6.)   Drink plenty of water.

Somehow as your body misses sleep it sucks away moisture from important places like your eyes and mouth. If you don’t stay hydrated your eyes get bloodshot and everybody you see the next day will think you are high or sick or just gross and treat you differently, and this is the last thing you want when you are barely able to function in the first place.

7.)   Get sleep, if possible.

There will come a time, perhaps in the wee hours of the morning, when your mind has overheated to the point that your brain turns to warm slosh and begins to leak out of your ear. I think it goes without saying that it is very difficult to write effectively when this happens. It may seem counter productive, but if you think you can manage to get a few hours of sleep and arise bright and early and finish your essay with a fresh mind, then do it. You don’t want your conclusion sounding like a seventh-grader wrote it. This is a tricky decision, however, if you sleep and then don’t wake up you are screwed. Also, if you sleep and then don’t finish in time you are also screwed. So for the novice paper-writer I would recommend the full-on all-nighter to guarantee you finish, then once you can accurately gauge how well your sleep starved mind works under pressure, you can then try to throw a few hours of sleep its way if you trust it to finish strong the morning after. Also, when calculating how much sleep to get, remember that a REM cycle is an hour and a half. Getting the exact amount of sleep is critical and should not be undervalued! Don’t just crawl into bed and set your alarm for a random hour, sleep in increments of an hour and a half, no more, no less. If you fail to do this you risk the chance of waking during a REM cycle, and then you are zombie mode and you are really screwed. Eating alphabet soup and throwing it up onto your paper would be better than zombie writing it.

Following these steps will help you remain calm and collected the next time you are in the midst of a paper crisis. Just remember that it’s more important that you finish the paper, not that it be good. Also, buying your very own St. Jude candle wouldn’t be a bad idea either; you can usually find them at any grocery store for only a couple bucks, and they are super tall so they last for months.

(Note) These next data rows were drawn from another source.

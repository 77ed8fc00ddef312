//! Security Gate.
//!
//! Corresponds to spec.md §4.2. Grounded on `security/fingerprint.rs`'s
//! identity-hashing idiom ("never store plaintext") and
//! `security/security_config.rs`'s configuration-object shape, adapted
//! from fingerprint-as-identity to API-key-hash-as-credential. Rate
//! limiting, schema validation, and sanitization have no teacher
//! analogue — crewAI is an agent framework, not a multi-tenant server —
//! and are grounded on the `dashmap`/`globset`/`regex`/`unicode-normalization`
//! idiom confirmed across the wider example pack.

pub mod api_key;
pub mod audit;
pub mod gate;
pub mod rate_limit;
pub mod validation;

pub use gate::SecurityGate;
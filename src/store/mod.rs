//! The Store: durable state for agents, crews, workflows, instructions,
//! evolution events, audit, api keys.
//!
//! Corresponds to spec.md §4.1. Grounded on `memory/storage/ltm_sqlite_storage.rs`'s
//! use of `rusqlite` as crewAI's own embedded durable backend, and on
//! `contract/pg_store.rs`'s migrate-on-boot shape (referenced from
//! `src/bin/server.rs`) — adapted here to a single rusqlite connection,
//! which spec.md §4.1 explicitly allows as "the reference" backend.

pub mod sqlite;

use async_trait::async_trait;
use chrono::Duration;

use crate::agent::Agent;
use crate::crew::Crew;
use crate::error::StoreError;
use crate::evolution::EvolutionEvent;
use crate::ids::{AgentId, ApiKeyId, CrewId, InstructionId, WorkflowId};
use crate::instructions::{Instruction, InstructionStatus};
use crate::security::api_key::ApiKey;
use crate::security::audit::AuditRecord;
use crate::workflow::Workflow;

/// Durable persistence operations. Every method either succeeds or
/// fails with [`StoreError`]; cross-entity updates (currently only the
/// evolution path: agent mutation + event append) go through
/// [`Store::evolve_agent_transactional`] so they commit atomically.
#[async_trait]
pub trait Store: Send + Sync {
    async fn put_agent(&self, agent: &Agent) -> Result<(), StoreError>;
    async fn get_agent(&self, id: AgentId) -> Result<Agent, StoreError>;
    async fn list_agents(&self) -> Result<Vec<Agent>, StoreError>;

    async fn put_crew(&self, crew: &Crew) -> Result<(), StoreError>;
    async fn get_crew(&self, id: CrewId) -> Result<Crew, StoreError>;
    async fn list_crews(&self) -> Result<Vec<Crew>, StoreError>;
    async fn delete_crew(&self, id: CrewId) -> Result<(), StoreError>;

    async fn append_evolution_event(&self, event: &EvolutionEvent) -> Result<(), StoreError>;
    async fn list_evolution_events(
        &self,
        agent_id: AgentId,
        since: Option<chrono::DateTime<chrono::Utc>>,
    ) -> Result<Vec<EvolutionEvent>, StoreError>;
    async fn list_all_evolution_events(&self) -> Result<Vec<EvolutionEvent>, StoreError>;

    /// Atomic transaction: persist the mutated agent and append its
    /// evolution event together. spec.md §4.5 "Each evolution is
    /// executed as a single transaction".
    async fn evolve_agent_transactional(
        &self,
        agent: &Agent,
        event: &EvolutionEvent,
    ) -> Result<(), StoreError>;

    async fn put_workflow(&self, workflow: &Workflow) -> Result<(), StoreError>;
    async fn get_workflow(&self, id: WorkflowId) -> Result<Workflow, StoreError>;
    async fn list_active_workflows(&self) -> Result<Vec<Workflow>, StoreError>;
    async fn get_active_workflow_for_crew(&self, crew_id: CrewId) -> Result<Option<Workflow>, StoreError>;

    async fn enqueue_instruction(&self, instruction: Instruction) -> Result<(), StoreError>;
    async fn update_instruction_status(
        &self,
        id: InstructionId,
        status: InstructionStatus,
        error: Option<String>,
    ) -> Result<(), StoreError>;
    async fn get_instruction(&self, id: InstructionId) -> Result<Instruction, StoreError>;
    async fn list_instructions(
        &self,
        crew_id: CrewId,
        status: Option<InstructionStatus>,
    ) -> Result<Vec<Instruction>, StoreError>;
    async fn expire_stale_instructions(&self, max_age: Duration) -> Result<u64, StoreError>;

    async fn append_audit(&self, record: &AuditRecord) -> Result<(), StoreError>;
    async fn recent_audit(&self, limit: usize) -> Result<Vec<AuditRecord>, StoreError>;

    async fn get_api_key_by_hash(&self, hash: &str) -> Result<Option<ApiKey>, StoreError>;
    async fn put_api_key(&self, key: &ApiKey) -> Result<(), StoreError>;
    async fn touch_api_key_last_used(&self, id: ApiKeyId) -> Result<(), StoreError>;
    async fn count_api_keys(&self) -> Result<u64, StoreError>;

    /// Mark any workflow left in a non-terminal state at the previous
    /// process's exit as `Failed` with `reason = "process-restart"`.
    /// spec.md §8 scenario 6. Returns the ids that were transitioned.
    async fn recover_interrupted_workflows(&self) -> Result<Vec<WorkflowId>, StoreError>;
}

As for me, I don’t even know how I wrote this. I didn’t sleep last night and I think almost all of my brain has leaked out of my ear at this point. I am probably just in writing-robot-mode. Beep boop beep. Preparing to conclude. Beep boop. So, in conclusion, I hope you bookmark this post and use it in a time of need. Follow each step and it will guide you safely through the psychedelic nightmarish night of writing you have ahead of you.